The U.S. Securities and Exchange Commission announced filed a civil injunctive action in the U.S. District Court for the Central District of California charging Brenda A. Eschbach of Tustin, California with securities fraud, investment advisory fraud, and acting as an unregistered broker-dealer. In its complaint, the Commission alleged that Eschbach misappropriated over $3 million in investment advisory client funds from 2003 through 2009.

The Commission’s complaint alleges that Eschbach violated Section 17(a) of the Securities Act of 1933(Securities Act), Sections 10(b) and 15(a)(1) of the Securities Exchange Act of 1934 (Exchange Act), Exchange Act Rule 10b-5, and Sections 206(1) and 206(2) of the Investment Advisers Act of 1940 (Advisers Act) and seeks a permanent injunction against future violations of those provisions, disgorgement of her ill-gotten gains, with prejudgment interest thereon, and a civil money penalty.

The complaint alleges that Eschbach began to misappropriate client funds while operating a franchise of a large investment adviser and broker-dealer and that the theft of client funds continued after Eschbach founded Aventine Investment Services, Inc., a now-defunct California corporation. The complaint further alleges that Eschbach did not make investments as directed by her clients, instead stealing their funds and using them to pay for, among other things, living expenses, business expenses, credit card payments, Mercedes lease payments, private school tuition for her daughter, and trips to Las Vegas and Atlanta. The complaint alleges that Eschbach concealed her misappropriations by issuing and mailing false and misleading account statements to those clients whom she had defrauded.

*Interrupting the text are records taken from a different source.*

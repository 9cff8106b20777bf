//! Unbiased sample covariance.

use ndarray::{Array2, Axis};

use super::{CovarianceError, CovarianceEstimator};

/// Classical sample covariance estimator (divide by n − 1).
#[derive(Debug, Clone, Copy, Default)]
pub struct ClassicalCovariance;

impl CovarianceEstimator for ClassicalCovariance {
    fn estimate(&self, differences: &Array2<f64>) -> Result<Array2<f64>, CovarianceError> {
        let n = differences.nrows();
        if n < 2 {
            return Err(CovarianceError::InsufficientData {
                required: 2,
                actual: n,
            });
        }

        let means = differences.mean_axis(Axis(0)).unwrap();
        let centered = differences - &means.insert_axis(Axis(0));
        Ok(centered.t().dot(&centered) / (n - 1) as f64)
    }
}
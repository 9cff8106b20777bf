//! Row alignment and validation between the two measurement conditions.
//!
//! The paired statistic is only meaningful when row i of the first dataset
//! and row i of the second describe the same observational unit. This module
//! enforces shape compatibility, reorders the second dataset by row label
//! when requested, and collects the advisory notices the caller may want to
//! inspect.

use std::collections::HashMap;

use derive_more::Display;
use ndarray::{Array2, Axis};

use crate::dataset::ObservationMatrix;
use crate::error::{ShapeAxis, TestError};

/// Non-fatal advisory raised during alignment.
///
/// Notices are returned alongside the test summary; they never alter control
/// flow.
#[derive(Debug, Clone, PartialEq, Eq, Display)]
pub enum Notice {
    /// Rows were matched across conditions by label.
    #[display("rows matched across conditions by label")]
    LabelMatching,

    /// Rows were assumed to be in matching order across conditions.
    #[display("rows assumed to be in matching order across conditions")]
    PositionalMatching,

    /// Sample size risks a singular covariance downstream.
    #[display(
        "only {observations} observations for {variables} variables; \
         the difference covariance may be singular"
    )]
    LowSampleSize {
        /// Number of paired observations
        observations: usize,
        /// Number of measured variables
        variables: usize,
    },
}

/// The two datasets with rows aligned, plus the notices gathered so far.
#[derive(Debug)]
pub(crate) struct AlignedPair {
    pub(crate) first: Array2<f64>,
    pub(crate) second: Array2<f64>,
    pub(crate) notices: Vec<Notice>,
}

/// Validate shapes and align the rows of `second` against `first`.
pub(crate) fn align(
    first: &ObservationMatrix,
    second: &ObservationMatrix,
    match_by_label: bool,
) -> Result<AlignedPair, TestError> {
    if first.nrows() != second.nrows() {
        return Err(TestError::ShapeMismatch {
            axis: ShapeAxis::Rows,
            left: first.nrows(),
            right: second.nrows(),
        });
    }
    if first.ncols() != second.ncols() {
        return Err(TestError::ShapeMismatch {
            axis: ShapeAxis::Columns,
            left: first.ncols(),
            right: second.ncols(),
        });
    }
    if first.nrows() == 0 || first.ncols() == 0 {
        return Err(TestError::EmptyInput);
    }

    let mut notices = Vec::new();

    let second_data = match (match_by_label, first.labels(), second.labels()) {
        (true, Some(wanted), Some(available)) => {
            notices.push(Notice::LabelMatching);
            reorder_by_label(second.data(), wanted, available)?
        }
        (true, None, None) | (false, ..) => {
            // Without labels on either side, row order is the only pairing.
            notices.push(Notice::PositionalMatching);
            second.data().clone()
        }
        (true, ..) => return Err(TestError::MissingLabels),
    };

    if first.nrows() <= first.ncols() {
        notices.push(Notice::LowSampleSize {
            observations: first.nrows(),
            variables: first.ncols(),
        });
    }

    Ok(AlignedPair {
        first: first.data().clone(),
        second: second_data,
        notices,
    })
}

/// Reorder `data` so its rows follow the order of `wanted` labels.
///
/// Duplicate labels resolve to their first occurrence.
fn reorder_by_label(
    data: &Array2<f64>,
    wanted: &[String],
    available: &[String],
) -> Result<Array2<f64>, TestError> {
    let mut positions: HashMap<&str, usize> = HashMap::with_capacity(available.len());
    for (row, label) in available.iter().enumerate() {
        positions.entry(label.as_str()).or_insert(row);
    }

    let mut order = Vec::with_capacity(wanted.len());
    for label in wanted {
        match positions.get(label.as_str()) {
            Some(&row) => order.push(row),
            None => {
                return Err(TestError::LabelMismatch {
                    label: label.clone(),
                });
            }
        }
    }

    Ok(data.select(Axis(0), &order))
}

Without denying the Commission’s allegations, Eschbach has consented to entry of a proposed final judgment: (1) permanently enjoining her from violating Section 17(a) of the Securities Act, Sections 10(b) and 15(a) of the Exchange Act, Exchange Act Rule 10b-5, and Sections 206(1) and 206(2) of the Advisers Act; and (2) ordering disgorgement of $2,561,873, payment of which would be deemed satisfied dollar for dollar by criminal restitution ordered in a related criminal proceeding, U.S. v. Brenda A. Eschbach, 8:10-cr-00017-JVS (C.D. Cal.). Entry of the proposed final judgment is subject to approval by the U.S. District Court for the Central District of California.

In the related federal prosecution, Eschbach entered a plea of guilty on September 30, 2011 to one count of mail fraud and one count of money laundering. She is currently awaiting sentencing.

Eschbach has also consented to the issuance of a Commission Order barring her from association with any broker, dealer, investment adviser, municipal securities dealer, or transfer agent, and from participating in any offering of a penny stock. Issuance of such an Order is predicated on entry of the proposed injunction against Eschbach and her plea of guilty in the federal prosecution.

Click Here for a Copy of the SEC Complaint.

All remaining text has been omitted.